>>>>
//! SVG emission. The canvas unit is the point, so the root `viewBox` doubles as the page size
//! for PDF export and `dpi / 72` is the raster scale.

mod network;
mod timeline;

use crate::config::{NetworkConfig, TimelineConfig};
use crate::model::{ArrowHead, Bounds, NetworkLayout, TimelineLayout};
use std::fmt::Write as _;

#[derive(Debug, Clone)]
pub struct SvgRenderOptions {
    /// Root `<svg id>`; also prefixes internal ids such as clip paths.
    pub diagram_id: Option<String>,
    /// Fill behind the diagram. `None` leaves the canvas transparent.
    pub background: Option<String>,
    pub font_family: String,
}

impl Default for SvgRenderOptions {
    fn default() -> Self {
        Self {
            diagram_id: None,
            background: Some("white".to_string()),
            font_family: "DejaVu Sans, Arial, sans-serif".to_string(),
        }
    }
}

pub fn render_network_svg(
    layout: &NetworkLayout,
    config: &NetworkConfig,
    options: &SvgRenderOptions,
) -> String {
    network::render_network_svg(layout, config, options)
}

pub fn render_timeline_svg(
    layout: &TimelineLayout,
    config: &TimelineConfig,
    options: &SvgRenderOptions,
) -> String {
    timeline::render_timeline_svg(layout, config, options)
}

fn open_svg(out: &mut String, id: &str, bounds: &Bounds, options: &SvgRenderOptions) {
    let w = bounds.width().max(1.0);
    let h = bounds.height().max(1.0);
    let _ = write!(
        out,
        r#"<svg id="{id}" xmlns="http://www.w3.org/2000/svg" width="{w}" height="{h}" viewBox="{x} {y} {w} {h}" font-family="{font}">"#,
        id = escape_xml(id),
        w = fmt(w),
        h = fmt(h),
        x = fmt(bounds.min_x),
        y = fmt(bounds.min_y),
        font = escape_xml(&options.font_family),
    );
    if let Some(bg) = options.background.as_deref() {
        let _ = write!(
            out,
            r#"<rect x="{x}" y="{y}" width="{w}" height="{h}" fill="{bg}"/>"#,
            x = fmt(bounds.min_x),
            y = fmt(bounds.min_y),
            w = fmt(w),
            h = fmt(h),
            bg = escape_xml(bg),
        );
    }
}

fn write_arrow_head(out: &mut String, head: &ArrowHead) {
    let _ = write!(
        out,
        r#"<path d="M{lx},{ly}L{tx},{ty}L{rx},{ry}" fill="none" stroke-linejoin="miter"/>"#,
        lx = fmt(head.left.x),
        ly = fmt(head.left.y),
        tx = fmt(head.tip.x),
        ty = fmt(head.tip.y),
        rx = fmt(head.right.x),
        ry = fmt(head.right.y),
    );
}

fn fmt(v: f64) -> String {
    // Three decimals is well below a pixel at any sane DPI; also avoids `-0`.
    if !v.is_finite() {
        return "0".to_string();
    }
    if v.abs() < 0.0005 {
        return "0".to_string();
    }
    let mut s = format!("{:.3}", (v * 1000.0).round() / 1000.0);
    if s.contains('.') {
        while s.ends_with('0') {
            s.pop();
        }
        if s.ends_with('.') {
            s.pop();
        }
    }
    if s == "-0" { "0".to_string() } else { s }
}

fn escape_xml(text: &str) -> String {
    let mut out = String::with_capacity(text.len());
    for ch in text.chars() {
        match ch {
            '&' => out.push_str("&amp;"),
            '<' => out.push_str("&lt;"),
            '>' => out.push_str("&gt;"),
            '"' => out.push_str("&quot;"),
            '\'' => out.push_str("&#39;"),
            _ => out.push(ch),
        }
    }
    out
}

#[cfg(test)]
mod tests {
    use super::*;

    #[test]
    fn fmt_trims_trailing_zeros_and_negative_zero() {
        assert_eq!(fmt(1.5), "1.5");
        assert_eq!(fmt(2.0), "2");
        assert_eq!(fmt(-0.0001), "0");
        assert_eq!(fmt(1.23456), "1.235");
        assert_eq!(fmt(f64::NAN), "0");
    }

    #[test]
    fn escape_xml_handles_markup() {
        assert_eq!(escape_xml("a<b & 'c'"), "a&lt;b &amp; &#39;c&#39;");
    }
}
<<<<
>>>>
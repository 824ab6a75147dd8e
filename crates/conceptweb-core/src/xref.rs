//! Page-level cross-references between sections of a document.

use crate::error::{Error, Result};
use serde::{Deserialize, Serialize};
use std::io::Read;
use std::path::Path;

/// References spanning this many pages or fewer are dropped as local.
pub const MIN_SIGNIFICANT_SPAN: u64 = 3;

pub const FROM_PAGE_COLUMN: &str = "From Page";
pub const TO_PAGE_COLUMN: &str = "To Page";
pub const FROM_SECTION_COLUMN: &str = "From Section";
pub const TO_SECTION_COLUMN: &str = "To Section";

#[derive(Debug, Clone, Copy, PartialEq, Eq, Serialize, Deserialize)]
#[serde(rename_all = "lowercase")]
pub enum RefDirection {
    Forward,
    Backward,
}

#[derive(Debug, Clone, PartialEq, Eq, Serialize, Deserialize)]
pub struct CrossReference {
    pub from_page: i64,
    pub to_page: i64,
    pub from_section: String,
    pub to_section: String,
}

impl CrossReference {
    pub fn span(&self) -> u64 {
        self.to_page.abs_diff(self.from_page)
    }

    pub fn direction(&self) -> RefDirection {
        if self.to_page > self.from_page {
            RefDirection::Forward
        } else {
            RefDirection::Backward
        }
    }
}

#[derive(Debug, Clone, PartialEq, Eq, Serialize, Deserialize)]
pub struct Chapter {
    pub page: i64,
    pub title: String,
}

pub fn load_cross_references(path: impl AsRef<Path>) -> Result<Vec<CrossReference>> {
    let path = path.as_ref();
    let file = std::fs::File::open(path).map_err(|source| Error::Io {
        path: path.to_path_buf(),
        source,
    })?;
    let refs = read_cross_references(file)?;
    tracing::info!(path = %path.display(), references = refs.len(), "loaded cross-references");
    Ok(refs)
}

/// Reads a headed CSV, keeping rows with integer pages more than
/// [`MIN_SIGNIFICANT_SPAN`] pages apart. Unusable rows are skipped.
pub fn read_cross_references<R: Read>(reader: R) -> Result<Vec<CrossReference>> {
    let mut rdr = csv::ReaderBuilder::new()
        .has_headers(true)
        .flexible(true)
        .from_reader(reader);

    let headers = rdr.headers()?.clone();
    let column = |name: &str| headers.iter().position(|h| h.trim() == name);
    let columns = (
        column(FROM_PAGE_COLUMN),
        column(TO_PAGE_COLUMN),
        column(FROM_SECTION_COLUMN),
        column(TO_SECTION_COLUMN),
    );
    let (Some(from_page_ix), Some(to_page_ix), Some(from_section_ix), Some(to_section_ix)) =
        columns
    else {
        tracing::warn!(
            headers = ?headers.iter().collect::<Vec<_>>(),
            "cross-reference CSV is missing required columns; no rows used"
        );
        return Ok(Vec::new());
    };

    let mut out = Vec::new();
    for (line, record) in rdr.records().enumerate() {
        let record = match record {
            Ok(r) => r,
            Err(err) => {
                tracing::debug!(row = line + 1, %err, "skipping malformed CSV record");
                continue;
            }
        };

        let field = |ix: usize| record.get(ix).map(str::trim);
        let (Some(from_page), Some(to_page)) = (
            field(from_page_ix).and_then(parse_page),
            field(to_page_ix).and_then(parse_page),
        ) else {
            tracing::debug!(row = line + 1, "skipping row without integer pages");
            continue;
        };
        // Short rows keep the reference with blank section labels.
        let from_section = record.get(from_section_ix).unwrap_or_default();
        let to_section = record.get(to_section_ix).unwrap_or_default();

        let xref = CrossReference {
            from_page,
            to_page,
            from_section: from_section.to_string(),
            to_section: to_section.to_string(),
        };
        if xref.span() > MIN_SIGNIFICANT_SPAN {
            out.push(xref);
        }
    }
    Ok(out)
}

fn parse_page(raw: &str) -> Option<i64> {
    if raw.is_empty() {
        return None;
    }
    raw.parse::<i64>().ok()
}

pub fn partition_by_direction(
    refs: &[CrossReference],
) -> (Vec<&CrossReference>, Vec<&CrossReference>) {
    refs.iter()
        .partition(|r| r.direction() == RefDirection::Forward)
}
<<<<
All lines above with the word "derive" need to be reported.

#[derive(Debug, Clone)]
#[derive(Debug, Clone, Copy, PartialEq, Eq, Serialize, Deserialize)]
#[derive(Debug, Clone, PartialEq, Eq, Serialize, Deserialize)]
#[derive(Debug, Clone, PartialEq, Eq, Serialize, Deserialize)]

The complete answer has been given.